In August 1971, the Irish Independent reported that RTÉ, the Irish state broadcaster, had decided to restrict the broadcasting of an album of Irish rebel songs entitled "Up The Rebels" (featuring the Wolfe Tones), which had been recently re-released by Dolphin Records. A spokesman for RTÉ said that the broadcaster had made the decision not to "play records which could create tension in Northern Ireland", but assured that the decision would be rescinded once the problems in Northern Ireland had subsided.

Over the years, a number of bands have performed "crossover" music, that is, Irish rebel lyrics and instrumentation mixed with other, more pop-oriented styles. Damien Dempsey is known for his pop-influenced rebel ballads, and bands like Beltaine's Fire and Kneecap combine Rebel music with political hip hop and other genres.
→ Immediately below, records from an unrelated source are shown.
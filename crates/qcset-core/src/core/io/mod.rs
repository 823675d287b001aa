//! Provides input/output functionality for the text formats handled by the library.
//!
//! [`qcin`] renders a molecule plus a [`SectionCollection`](crate::core::models::section::SectionCollection)
//! into the Q-Chem input syntax and parses it back. [`xyz`] reads and writes plain
//! Cartesian structures. Both implement the [`traits::TextFormat`] interface.

pub mod qcin;
pub mod traits;
pub mod xyz;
=== Contemporary music ===
Irish rebel music has occasionally gained international attention. The Wolfe Tones' version of A Nation Once Again was voted the number one song in the world by BBC World Service listeners in 2002. Many of the more popular acts recently such as Saoirse, Éire Óg, Athenrye, Shebeen, Mise Éire and Pádraig Mór are from Glasgow. The Bog Savages of San Francisco are fronted by an escapee from Belfast's Long Kesh prison who made his break in the September 1983 "Great Escape" by the IRA.
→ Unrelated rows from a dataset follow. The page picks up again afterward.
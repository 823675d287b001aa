use crate::cli::{SolventArgs, WriteArgs};
use crate::error::{CliError, Result};
use qcset::core::models::section::{SectionName, SectionValue, VdwMode};
use qcset::core::utils::normalize::{DuplicateKeyError, normalize_key};
use qcset::engine::config::{GeomOptParams, JobType, NboParams, OverrideSet, VariableBlocks};
use qcset::engine::error::SetError;
use qcset::engine::solvation::SolventSelectors;
use qcset::workflows::presets::PresetOptions;
use serde::Deserialize;
use std::collections::BTreeMap;
use std::path::Path;
use tracing::debug;

#[derive(Deserialize, Debug, Default)]
#[serde(deny_unknown_fields)]
struct PartialJobSection {
    #[serde(rename = "job-type")]
    job_type: Option<JobType>,
    #[serde(rename = "basis-set")]
    basis_set: Option<String>,
    #[serde(rename = "scf-algorithm")]
    scf_algorithm: Option<String>,
    #[serde(rename = "dft-rung")]
    dft_rung: Option<u8>,
    #[serde(rename = "max-scf-cycles")]
    max_scf_cycles: Option<u32>,
    #[serde(rename = "geom-opt-max-cycles")]
    geom_opt_max_cycles: Option<u32>,
    #[serde(rename = "plot-cubes")]
    plot_cubes: Option<bool>,
    #[serde(rename = "extra-scf-print")]
    extra_scf_print: Option<bool>,
    #[serde(rename = "vdw-mode")]
    vdw_mode: Option<VdwMode>,
}

#[derive(Deserialize, Debug, Default)]
#[serde(deny_unknown_fields)]
struct PartialMoleculeConfig {
    charge: Option<i32>,
    multiplicity: Option<u32>,
}

#[derive(Deserialize, Debug, Default, Clone)]
#[serde(deny_unknown_fields)]
struct PartialSolventConfig {
    #[serde(rename = "pcm-dielectric")]
    pcm_dielectric: Option<f64>,
    #[serde(rename = "isosvp-dielectric")]
    isosvp_dielectric: Option<f64>,
    #[serde(rename = "smd-solvent")]
    smd_solvent: Option<String>,
    #[serde(rename = "custom-smd")]
    custom_smd: Option<String>,
    #[serde(rename = "cmirs-solvent")]
    cmirs_solvent: Option<String>,
}

impl From<PartialSolventConfig> for SolventSelectors {
    fn from(p: PartialSolventConfig) -> Self {
        Self {
            pcm_dielectric: p.pcm_dielectric,
            isosvp_dielectric: p.isosvp_dielectric,
            smd_solvent: p.smd_solvent,
            custom_smd: p.custom_smd,
            cmirs_solvent: p.cmirs_solvent,
        }
    }
}

impl From<SolventArgs> for SolventSelectors {
    fn from(args: SolventArgs) -> Self {
        Self {
            pcm_dielectric: args.pcm_dielectric,
            isosvp_dielectric: args.isosvp_dielectric,
            smd_solvent: args.smd_solvent,
            custom_smd: args.custom_smd,
            cmirs_solvent: args.cmirs_solvent,
        }
    }
}

/// A job description as read from TOML; every field may be absent.
///
/// ```toml
/// [job]
/// job-type = "opt"
/// basis-set = "def2-svpd"
///
/// [solvent]
/// cmirs-solvent = "water"
///
/// [overrides.rem]
/// scf_convergence = 9
/// ```
#[derive(Deserialize, Debug, Default)]
#[serde(deny_unknown_fields)]
pub struct PartialJobConfig {
    job: Option<PartialJobSection>,
    molecule: Option<PartialMoleculeConfig>,
    solvent: Option<PartialSolventConfig>,
    nbo: Option<toml::Table>,
    #[serde(rename = "new-geom-opt")]
    new_geom_opt: Option<toml::Table>,
    #[serde(rename = "opt-variables")]
    opt_variables: Option<BTreeMap<String, Vec<String>>>,
    #[serde(rename = "scan-variables")]
    scan_variables: Option<BTreeMap<String, Vec<String>>>,
    overrides: Option<BTreeMap<String, toml::Table>>,
}

/// Everything `write` needs besides the molecules themselves.
#[derive(Debug, Clone, PartialEq)]
pub struct JobPlan {
    pub job_type: JobType,
    pub charge: i32,
    pub multiplicity: u32,
    pub options: PresetOptions,
}

impl PartialJobConfig {
    pub fn from_file(path: &Path) -> Result<Self> {
        debug!("Loading job description from file: {:?}", path);
        let content = std::fs::read_to_string(path)?;
        Self::from_toml(&content).map_err(|e| CliError::FileParsing {
            path: path.to_path_buf(),
            source: e.into(),
        })
    }

    fn from_toml(content: &str) -> std::result::Result<Self, toml::de::Error> {
        toml::from_str(content)
    }

    /// Combines the file with the command line. Command-line values win, and
    /// `-S` keywords are applied after the file's `[overrides]`.
    pub fn merge_with_cli(self, args: &WriteArgs) -> Result<JobPlan> {
        let job = self.job.unwrap_or_default();
        let molecule = self.molecule.unwrap_or_default();

        let job_type = match &args.job_type {
            Some(raw) => raw.parse::<JobType>()?,
            None => job.job_type.ok_or_else(|| {
                CliError::Config(
                    "`job.job-type` is required either in the config file or via --job-type."
                        .to_string(),
                )
            })?,
        };

        let defaults = PresetOptions::default();
        let solvent = if args.solvent.is_empty() {
            self.solvent.map(Into::into).unwrap_or_default()
        } else {
            args.solvent.clone().into()
        };

        let nbo = match &self.nbo {
            Some(table) => Some(NboParams::from_options(table_texts(table)?)?),
            None => None,
        };
        let new_geom_opt = match &self.new_geom_opt {
            Some(table) => Some(GeomOptParams::from_options(table_texts(table)?)?),
            None => None,
        };

        let mut overrides = OverrideSet::new();
        for (section, table) in self.overrides.unwrap_or_default() {
            let name: SectionName = section.parse().map_err(SetError::from)?;
            for (key, value) in &table {
                insert_file_override(&mut overrides, name, key, toml_value(key, value)?)?;
            }
        }
        apply_set_values(&mut overrides, &args.set_values)?;

        let options = PresetOptions {
            basis_set: args
                .basis_set
                .clone()
                .or(job.basis_set)
                .unwrap_or(defaults.basis_set),
            scf_algorithm: args
                .scf_algorithm
                .clone()
                .or(job.scf_algorithm)
                .unwrap_or(defaults.scf_algorithm),
            dft_rung: args.dft_rung.or(job.dft_rung).unwrap_or(defaults.dft_rung),
            max_scf_cycles: args
                .max_scf_cycles
                .or(job.max_scf_cycles)
                .unwrap_or(defaults.max_scf_cycles),
            geom_opt_max_cycles: args.geom_opt_max_cycles.or(job.geom_opt_max_cycles),
            solvent,
            opt_variables: into_blocks(self.opt_variables),
            scan_variables: into_blocks(self.scan_variables),
            plot_cubes: args.plot_cubes || job.plot_cubes.unwrap_or(false),
            nbo,
            new_geom_opt,
            vdw_mode: job.vdw_mode.unwrap_or_default(),
            extra_scf_print: args.extra_scf_print || job.extra_scf_print.unwrap_or(false),
            overrides,
        };

        Ok(JobPlan {
            job_type,
            charge: args.charge.or(molecule.charge).unwrap_or(0),
            multiplicity: args.multiplicity.or(molecule.multiplicity).unwrap_or(1),
            options,
        })
    }
}

fn into_blocks(blocks: Option<BTreeMap<String, Vec<String>>>) -> VariableBlocks {
    blocks.unwrap_or_default().into_iter().collect()
}

fn scalar_text(key: &str, value: &toml::Value) -> Result<String> {
    match value {
        toml::Value::String(s) => Ok(s.clone()),
        toml::Value::Integer(i) => Ok(i.to_string()),
        toml::Value::Float(f) => Ok(f.to_string()),
        toml::Value::Boolean(b) => Ok(b.to_string()),
        _ => Err(CliError::Config(format!(
            "Value of '{}' must be a string, number, or boolean.",
            key
        ))),
    }
}

/// Arrays become multi-line values; everything else is a single keyword value.
fn toml_value(key: &str, value: &toml::Value) -> Result<SectionValue> {
    match value {
        toml::Value::Array(items) => items
            .iter()
            .map(|item| scalar_text(key, item))
            .collect::<Result<Vec<_>>>()
            .map(SectionValue::Lines),
        other => scalar_text(key, other).map(SectionValue::Text),
    }
}

fn table_texts(table: &toml::Table) -> Result<Vec<(String, String)>> {
    table
        .iter()
        .map(|(key, value)| Ok((key.clone(), scalar_text(key, value)?)))
        .collect()
}

fn insert_file_override(
    overrides: &mut OverrideSet,
    section: SectionName,
    key: &str,
    value: SectionValue,
) -> Result<()> {
    let key = normalize_key(key);
    let taken = overrides
        .section(section)
        .is_some_and(|entries| entries.iter().any(|(k, _)| *k == key));
    if taken {
        return Err(SetError::DuplicateKey(DuplicateKeyError { key }).into());
    }
    overrides.insert(section, &key, value);
    Ok(())
}

/// Applies `SECTION.KEY=VALUE` pairs; a later pair replaces an earlier value.
fn apply_set_values(overrides: &mut OverrideSet, set_values: &[String]) -> Result<()> {
    for kv_pair in set_values {
        let parts: Vec<_> = kv_pair.splitn(2, '=').collect();
        if parts.len() != 2 {
            return Err(CliError::Config(format!(
                "Invalid --set format: '{}'. Expected SECTION.KEY=VALUE.",
                kv_pair
            )));
        }
        let (section, key) = parts[0].split_once('.').ok_or_else(|| {
            CliError::Config(format!(
                "Invalid --set key: '{}'. Expected SECTION.KEY.",
                parts[0]
            ))
        })?;
        let key = normalize_key(key);
        if key.is_empty() {
            return Err(CliError::Config(format!(
                "Invalid --set key: '{}'. The keyword is empty.",
                parts[0]
            )));
        }
        overrides.insert_str(section.trim(), &key, parts[1].trim())?;
    }
    Ok(())
}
Music of this genre has often courted controversy, with some of this music effectively banned from the airwaves in the Republic of Ireland in the 1980s. More recently, Derek Warfield's music was banned from Aer Lingus flights, after the Ulster Unionist politician Roy Beggs Jr compared his songs to the speeches of Osama bin Laden. However, a central tenet of the justification for rebel music from its supporters is that it represents a long-standing tradition of freedom from tyranny.

Themes include "Arbour Hill", about the place; "Fergal O'Hanlon", about the man; "Northern Gaels"/"Crumlin Jail", about the prison; "The Ballad of Mairead Farrell", about the woman; "Seán Treacy", about the man; and "Pearse Jordan", about the man.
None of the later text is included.